From January 2020 to October 2021, Palafox operated a Ponzi scheme through his company, PGI Global, defrauding multiple investors.

SEC Suppresses Large-Scale Cryptoasset Fraud

According to the press release, the regulatory agency stated that Palafox raised approximately $198 million from global investors. He promised them significant profits from cryptoasset and foreign exchange trading.

However, the SEC alleges that Palafox misappropriated over $57 million of these funds for personal purchases.

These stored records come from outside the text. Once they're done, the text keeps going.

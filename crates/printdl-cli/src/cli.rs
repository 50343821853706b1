//! CLI for the printdl model file downloader.

use anyhow::{Context, Result};
use clap::Parser;
use printdl_core::cancel::{self, CancelToken, Cancelled};
use printdl_core::client::HttpClient;
use printdl_core::config;
use printdl_core::extract;
use printdl_core::fetch::{DryRunFetcher, HttpFetcher};
use printdl_core::orchestrate::{self, DownloadReport, FileOutcome, RunOptions};
use printdl_core::resolve::GraphqlLinkResolver;
use printdl_core::retry::RetryPolicy;
use std::path::PathBuf;
use url::Url;

/// Download the printable files attached to a model listing.
#[derive(Debug, Parser)]
#[command(name = "printdl")]
#[command(about = "Download 3D model files from a Printables listing", long_about = None)]
pub struct Cli {
    /// Model listing URL, or a bare numeric model id.
    pub model: String,

    /// Output root folder.
    #[arg(short, long, default_value = ".")]
    pub output: PathBuf,

    /// File extensions to download (leading dot optional).
    #[arg(short = 'e', long = "ext", default_value = ".3mf")]
    pub extensions: Vec<String>,

    /// Plan only: no downloads, no folders, no files.
    #[arg(long)]
    pub dry_run: bool,

    /// Verbose progress output.
    #[arg(short, long)]
    pub verbose: bool,
}

/// Parses arguments and runs; returns the process exit code.
pub fn run_from_args() -> i32 {
    let cli = Cli::parse();
    match execute(cli) {
        Ok(()) => 0,
        Err(err) if err.is::<Cancelled>() => {
            eprintln!("printdl: cancelled by user");
            130
        }
        Err(err) => {
            eprintln!("printdl error: {:#}", err);
            1
        }
    }
}

fn execute(cli: Cli) -> Result<()> {
    let cfg = config::load_or_init()?;
    tracing::debug!("loaded config: {:?}", cfg);

    cancel::install_sigint_handler();
    let cancel = CancelToken::new();

    let client = HttpClient::new(&cfg.user_agent);
    let listing_url = model_url(&cli.model, &cfg.base_url)?;
    if cli.verbose {
        println!("Fetching {listing_url}");
    }
    let model = extract::extract(&client, &listing_url)?;
    if cli.verbose {
        println!("Model {}: {} file(s) listed", model.id, model.files.len());
    }

    let opts = RunOptions {
        output_root: cli.output,
        extensions: cli.extensions.iter().map(|e| normalize_extension(e)).collect(),
        dry_run: cli.dry_run,
    };
    let resolver = GraphqlLinkResolver::new(&client, &cfg.api_url);
    let policy = RetryPolicy::from_config(cfg.retry.as_ref());

    let report = if cli.dry_run {
        orchestrate::run(&model, &opts, &resolver, &DryRunFetcher, &cancel)?
    } else {
        let fetcher = HttpFetcher::new(&client, policy, cancel.clone());
        orchestrate::run(&model, &opts, &resolver, &fetcher, &cancel)?
    };

    print_report(&report);
    Ok(())
}

/// A bare numeric id becomes `<base_url>/model/<id>`; anything else must be
/// a valid URL.
fn model_url(input: &str, base_url: &str) -> Result<String> {
    if !input.is_empty() && input.chars().all(|c| c.is_ascii_digit()) {
        return Ok(format!("{}/model/{}", base_url.trim_end_matches('/'), input));
    }
    let parsed = Url::parse(input).with_context(|| format!("invalid model URL: {input}"))?;
    Ok(parsed.into())
}

/// Lowercases and dot-prefixes an extension argument (`3MF` -> `.3mf`).
fn normalize_extension(ext: &str) -> String {
    let ext = ext.to_lowercase();
    if ext.starts_with('.') {
        ext
    } else {
        format!(".{ext}")
    }
}

fn print_report(report: &DownloadReport) {
    for file in &report.files {
        match file.outcome {
            FileOutcome::Downloaded => println!("Saved: {}", file.dest.display()),
            FileOutcome::DryRun => println!("Would download: {}", file.dest.display()),
            FileOutcome::SkippedExisting => println!("Already downloaded: {}", file.dest.display()),
            FileOutcome::Unavailable => println!("No download link for: {}", file.name),
            FileOutcome::Failed => println!("Could not download: {}", file.name),
        }
    }
    println!(
        "Done. {} downloaded, {} planned, {} skipped, {} unavailable, {} failed.",
        report.count(FileOutcome::Downloaded),
        report.count(FileOutcome::DryRun),
        report.count(FileOutcome::SkippedExisting),
        report.count(FileOutcome::Unavailable),
        report.count(FileOutcome::Failed),
    );
}
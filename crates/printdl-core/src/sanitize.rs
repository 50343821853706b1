//! Filesystem-safe names for the folder and file path segments that come
//! out of the listing payload.

/// Characters never allowed in a path segment. Windows' reserved set, which
/// also covers the separators that matter on Unix.
const DISALLOWED: &[char] = &['<', '>', ':', '"', '/', '\\', '|', '?', '*'];

/// Replaces each disallowed character with `_`, one for one.
///
/// Clean input comes back unchanged and the substitution is idempotent, so a
/// name that was already sanitized does not drift on a second pass.
pub fn sanitize_filename(name: &str) -> String {
    name.chars()
        .map(|c| if DISALLOWED.contains(&c) { '_' } else { c })
        .collect()
}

"As alleged in our complaint, Palafox lured investors with the appeal of guaranteed profits from complex cryptoasset and foreign exchange trading, but instead of trading, Palafox bought cars, watches, and houses for himself and his family with millions of dollars from investor funds," said Scott Thompson, Deputy Director of the SEC's Philadelphia Regional Office.

Moreover, the company operated under a multi-level marketing (MLM) structure. Palafox attracted investors by claiming expertise in the cryptoasset field and offering an AI-based trading platform. However, both of these claims were found to be fraudulent.

The scheme ultimately collapsed in 2021, resulting in significant financial losses for investors.

"The SEC's complaint, filed in the Eastern District of Virginia, charges Palafox with violating anti-fraud and registration provisions of federal securities laws," the press release stated.

The SEC is requesting Palafox to return improper profits and pay civil penalties. The regulatory agency has also requested a permanent ban to prevent Palafox from participating in similar activities in the future. Additionally, the U.S. Attorney's Office has filed a criminal lawsuit.

Iranian Citizen Charged with Operating Dark Web Marketplace

Meanwhile, in a separate case, a federal grand jury has charged Iranian citizen Behrouz Parsarad for founding and operating a dark web marketplace. According to the U.S. Attorney's Office, the Nemesis market facilitated illegal drug sales, including fentanyl and other controlled substances. The market also engaged in criminal activities such as financial data theft and malware distribution.

From 2021 to 2024, Nemesis processed over 400,000 orders. In addition to drug sales, Parsarad is also charged with money laundering for using cryptoassets to conceal profits from illegal activities.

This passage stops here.